JS: The thing I have discovered over the years -- I run an adjunct program for my own interest that will run different ways of doing things, run the system up through Day 5 and make predictions for Day 6. Then run it through Day 6 and make it run predictions for Day 7, and then store how accurately it’s doing each day of the season. And it turns out that the most accurate method to pick the games is Bayesian. Even late in the season, you’re still better off using the method that does not throw away the starting ratings.
With things like the BCS -- I’ll kind of be glad I won’t have to be involved [after this year] and worry about the political correctness, the “How could you rank so-and-so ahead of so-and-so? They beat them.” Well, when I’m not responsible for the BCS, I don’t have to worry. For example, last year, if you looked at my Predictor rating, everybody in the know knew that Alabama was better than Notre Dame, but in my politically correct column, I was forced to have Notre Dame No. 1. It was a joke.
SI: One of the biggest talking points [the NCAA] has continued to resist is including margin of victory in their own ratings systems, the RPI or whatever else they look at, in order to accurately judge which teams are better. Why do you think that is?
The NCAA wanted me to talk to them in October 1988, to their men’s tournament committee. I said, “Well, I don’t like to travel, so I’ll talk for free if you just let me talk over the phone.” They said, “No, we want you here.” I said, “Well, then you’re going to have to pay me. I don’t feel like traveling. And I don’t even have a car, so you’re not only going to have to pay for my trip, my plane tickets, but you’re going to pay me another $100 so I can pay a friend at 4 in the morning to drive me up to Indianapolis to take a plane to Kansas City, and then pick me up at 10 o’clock at night when I come back the same day.”
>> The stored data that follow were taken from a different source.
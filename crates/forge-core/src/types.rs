//! Domain types for remote agent invocation.

use crate::error::ProxyError;
use serde::{Deserialize, Serialize};
use sha2::{Digest, Sha256};
use std::collections::HashMap;
use std::fmt;
use url::Url;
use uuid::Uuid;

/// A validated HTTP(S) endpoint URL.
#[derive(Debug, Clone, PartialEq, Eq, Hash, Serialize, Deserialize)]
#[serde(try_from = "String", into = "String")]
pub struct EndpointUrl(Url);

impl EndpointUrl {
    /// Parse and validate an endpoint URL.
    ///
    /// # Errors
    /// Returns `ProxyError::Configuration` if the URL is empty, malformed,
    /// or uses a scheme other than `http`/`https`.
    pub fn parse(value: &str) -> Result<Self, ProxyError> {
        let trimmed = value.trim();
        if trimmed.is_empty() {
            return Err(ProxyError::configuration("Endpoint URL cannot be empty"));
        }

        let url = Url::parse(trimmed).map_err(|e| {
            ProxyError::configuration(format!("Invalid endpoint URL '{trimmed}': {e}"))
        })?;

        match url.scheme() {
            "http" | "https" => Ok(Self(url)),
            other => Err(ProxyError::configuration(format!(
                "Unsupported scheme '{other}' in endpoint URL '{trimmed}'"
            ))),
        }
    }

    /// Get the URL as a string slice.
    #[must_use]
    pub fn as_str(&self) -> &str {
        self.0.as_str()
    }

    /// Get the underlying URL.
    #[must_use]
    pub fn url(&self) -> &Url {
        &self.0
    }

    /// Append a path to this endpoint, keeping any path prefix already on it.
    ///
    /// `http://host/agents/writer` joined with `/a2a/execute` yields
    /// `http://host/agents/writer/a2a/execute`.
    ///
    /// # Errors
    /// Returns `ProxyError::Configuration` if the result is not a valid URL.
    pub fn join_path(&self, path: &str) -> Result<Url, ProxyError> {
        let base = self.0.as_str().trim_end_matches('/');
        let path = path.trim_start_matches('/');
        let joined = if path.is_empty() {
            base.to_string()
        } else {
            format!("{base}/{path}")
        };
        Url::parse(&joined)
            .map_err(|e| ProxyError::configuration(format!("Invalid URL '{joined}': {e}")))
    }
}

impl fmt::Display for EndpointUrl {
    fn fmt(&self, f: &mut fmt::Formatter<'_>) -> fmt::Result {
        // Url always renders a trailing slash for bare hosts; drop it for logs.
        f.write_str(self.0.as_str().trim_end_matches('/'))
    }
}

impl TryFrom<String> for EndpointUrl {
    type Error = ProxyError;

    fn try_from(value: String) -> Result<Self, Self::Error> {
        Self::parse(&value)
    }
}

impl From<EndpointUrl> for String {
    fn from(value: EndpointUrl) -> Self {
        value.0.into()
    }
}

/// A unit of work sent to a remote agent.
#[derive(Debug, Clone, PartialEq, Serialize, Deserialize)]
pub struct Task {
    /// Natural-language task description
    pub description: String,
    /// Structured context that affects the result
    #[serde(default, skip_serializing_if = "Option::is_none")]
    pub context: Option<serde_json::Value>,
    /// Free-form metadata forwarded to the remote agent; not part of the fingerprint
    #[serde(default, skip_serializing_if = "HashMap::is_empty")]
    pub metadata: HashMap<String, String>,
}

impl Task {
    /// Create a task from a description.
    pub fn new(description: impl Into<String>) -> Self {
        Self {
            description: description.into(),
            context: None,
            metadata: HashMap::new(),
        }
    }

    /// Attach structured context.
    #[must_use]
    pub fn with_context(mut self, context: serde_json::Value) -> Self {
        self.context = Some(context);
        self
    }

    /// Attach a metadata entry.
    #[must_use]
    pub fn with_metadata(mut self, key: impl Into<String>, value: impl Into<String>) -> Self {
        self.metadata.insert(key.into(), value.into());
        self
    }

    /// Derive the default cache fingerprint for this task.
    ///
    /// The digest covers the description and context. Object keys in the
    /// context serialize in sorted order, so equal contexts always hash the same.
    #[must_use]
    pub fn fingerprint(&self) -> Fingerprint {
        let mut hasher = Sha256::new();
        hasher.update(self.description.as_bytes());
        hasher.update([0u8]);
        if let Some(context) = &self.context {
            hasher.update(context.to_string().as_bytes());
        }
        Fingerprint(hex::encode(hasher.finalize()))
    }
}

/// Opaque cache key for a task.
#[derive(Debug, Clone, PartialEq, Eq, Hash, PartialOrd, Ord, Serialize, Deserialize)]
#[serde(transparent)]
pub struct Fingerprint(String);

impl Fingerprint {
    /// Create a fingerprint from a caller-derived key.
    pub fn new(key: impl Into<String>) -> Self {
        Self(key.into())
    }

    /// Get the fingerprint as a string slice.
    #[must_use]
    pub fn as_str(&self) -> &str {
        &self.0
    }
}

impl fmt::Display for Fingerprint {
    fn fmt(&self, f: &mut fmt::Formatter<'_>) -> fmt::Result {
        f.write_str(&self.0)
    }
}

/// Result of a successful remote agent execution.
#[derive(Debug, Clone, PartialEq, Serialize, Deserialize)]
pub struct AgentOutput {
    /// Output payload returned by the agent
    pub output: serde_json::Value,
    /// Metadata returned alongside the output
    #[serde(default, skip_serializing_if = "serde_json::Map::is_empty")]
    pub metadata: serde_json::Map<String, serde_json::Value>,
    /// Endpoint that produced the output
    #[serde(default, skip_serializing_if = "Option::is_none")]
    pub served_by: Option<String>,
    /// Whether the output came from the response cache
    #[serde(default)]
    pub cached: bool,
}

impl AgentOutput {
    /// Create an output from a payload.
    #[must_use]
    pub fn new(output: serde_json::Value) -> Self {
        Self {
            output,
            metadata: serde_json::Map::new(),
            served_by: None,
            cached: false,
        }
    }

    /// Create a plain-text output.
    pub fn text(text: impl Into<String>) -> Self {
        Self::new(serde_json::Value::String(text.into()))
    }

    /// Record which endpoint served this output.
    #[must_use]
    pub fn with_served_by(mut self, endpoint: impl Into<String>) -> Self {
        self.served_by = Some(endpoint.into());
        self
    }

    /// Output rendered as text: strings verbatim, anything else as JSON.
    #[must_use]
    pub fn content(&self) -> String {
        match &self.output {
            serde_json::Value::String(text) => text.clone(),
            other => other.to_string(),
        }
    }
}

/// Identifier correlating every event of one `run` call.
#[derive(Debug, Clone, Copy, PartialEq, Eq, Hash, Serialize, Deserialize)]
#[serde(transparent)]
pub struct CallId(Uuid);

impl CallId {
    /// Generate a new random call ID.
    #[must_use]
    pub fn new() -> Self {
        Self(Uuid::new_v4())
    }
}

impl Default for CallId {
    fn default() -> Self {
        Self::new()
    }
}

impl fmt::Display for CallId {
    fn fmt(&self, f: &mut fmt::Formatter<'_>) -> fmt::Result {
        self.0.fmt(f)
    }
}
So they paid for the tickets and I think I got $500 out of it, and they gave me another $100 for my friend. So when I was there, I remember the Dodgers won a key game that night. I think I stopped at a bar on the way back to watch it. I’ve improved my system over the years. I couldn’t even reproduce what I did then. But we were talking about scores and the RPI and not scores, and they said “You know what, Jeff. We like that you’re using scores in your formula. Keep doing that. Because we cannot officially encourage scores, but we know. All of us know the sport and we know scores tell you who the better team is. We know that.”